Cela est dit à la pauvreté. Les artistes sont tenus obligés de flatter les personnes de classe pour être bien nourris. Quelqu’un qui n’a pas les moyens, il est obligé de flatter pour pouvoir survivre. C est la pauvreté qui oblige les artistes à flatter les riches pour survivre. Sinon un chanteur ne devrait pas faire ça. Pourquoi ? Parce qu’il a un boulot digne qui peut lui rapporter de l’argent. Si tu travailles bien les gens vont forcement venir vers toi. Si vous voyez tout ça, c’est parce que nous ne sommes pas soutenus. Nous ne recevons aucune assistance gouvernementale.

Il n’y a pas de producteurs qui nous viennent en aide. Ils te financent jusqu'à ce qu’ils récupèrent leur argent et gagner des millions sur tes œuvres. C’est ça ! C’est l’une des plus grandes difficultés qu’on rencontre.

Quelles sont vos ambitions pour la culture pastorale guinéenne ?

Mon rêve est d’aider la jeunesse qui aime chanter. La jeunesse qui tente de dévier ce qu’on a connu comme art dans ce pays. Dans ce pays, on emprunte. Ce n’est pas bon. Il faut savoir que beaucoup de pays se sont inspirés de la Guinée du point de vue mélodie et rythme. Si aujourd’hui, je vois les guinéens emprunter, ça me fait mal. Mais un petit travail peut donner du bien à cette culture. Donc moi mon rêve, c’est de trouver des jeunes amateurs de la musique guinéenne en générale. L’Afrique traditionnelle, par exemple, que nous avons connue, toutes les ethnies guinéennes l’utilisent. Pourquoi maintenant accepter que cette culture disparaisse. Nous avons pleins d’instruments chez nous qu’on peut valoriser. Moi je me disais que les blancs se sont inspirés de notre violon pour faire le sien. Nos instruments sont aussi capables de faire mieux.

Quel est le meilleur titre de vos albums « BAH MO BAH peut être » ?

Oui cet album-là a beaucoup cartonné. J’ai fait quand même d’autres morceaux qui ont bien cartonnés. Au début, c’était le slow.

Lorsque que j’ai fait le morceau « youmma » en 1988, toi tu n’étais pas encore né. Après ça, j’ai sortis de très bonnes chansons extraordinaires. A chaque fois que je chante ces morceaux, les gens dansent et admirent. C’est pour vous dire que la musique ne meurt pas si elle est bien travaillée. Elle est comme une route bien bitumée.

Vous avez vu le morceau « Gambiwol ». Cela avait bien attiré l’attention de tout le monde.

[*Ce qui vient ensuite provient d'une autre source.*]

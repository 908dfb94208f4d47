use std::sync::Arc;

use forgeerp_gateway::config::GatewayConfig;
use forgeerp_gateway::{build_router, GatewayState};

#[tokio::main]
async fn main() {
    forgeerp_observability::init();

    let config = match GatewayConfig::from_env() {
        Ok(c) => c,
        Err(e) => {
            tracing::error!(error = %e, "gateway configuration failed");
            std::process::exit(1);
        }
    };

    tracing::info!(
        listen_addr = %config.listen_addr,
        targets = ?config.targets,
        "starting forgeerp-gateway"
    );

    let listen_addr = config.listen_addr.clone();
    let state = Arc::new(GatewayState::new(config));
    let app = build_router(state);

    let listener = match tokio::net::TcpListener::bind(&listen_addr).await {
        Ok(l) => l,
        Err(e) => {
            tracing::error!(error = %e, addr = %listen_addr, "failed to bind gateway listener");
            std::process::exit(1);
        }
    };

    tracing::info!("gateway listening on {}", listener.local_addr().unwrap());

    let serve = axum::serve(
        listener,
        app.into_make_service_with_connect_info::<std::net::SocketAddr>(),
    )
    .with_graceful_shutdown(shutdown_signal());

    if let Err(e) = serve.await {
        tracing::error!(error = %e, "gateway server error");
        std::process::exit(1);
    }

    tracing::info!("gateway shut down gracefully");
}

async fn shutdown_signal() {
    let ctrl_c = async {
        tokio::signal::ctrl_c()
            .await
            .expect("failed to install Ctrl+C handler");
    };

    #[cfg(unix)]
    let terminate = async {
        tokio::signal::unix::signal(tokio::signal::unix::SignalKind::terminate())
            .expect("failed to install SIGTERM handler")
            .recv()
            .await;
    };

    #[cfg(not(unix))]
    let terminate = std::future::pending::<()>();

    tokio::select! {
        _ = ctrl_c => {},
        _ = terminate => {},
    }

    tracing::info!("shutdown signal received, draining in-flight requests");
}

Alors M. Mouctar, nous sommes au terme de notre interview. Quel message avez-vous dire à vos fans ?

Je dis à tous mes fans que je vais bientôt sortir mon nouvel album de 2016 qui est composé de 11 titres. Un album inédit que vous n’avez jamais vu. Moi Mouctar, je suis apprécié par tout le monde. Les jeunes et les vieux m’apprécient bien. Et c’est une fierté pour moi.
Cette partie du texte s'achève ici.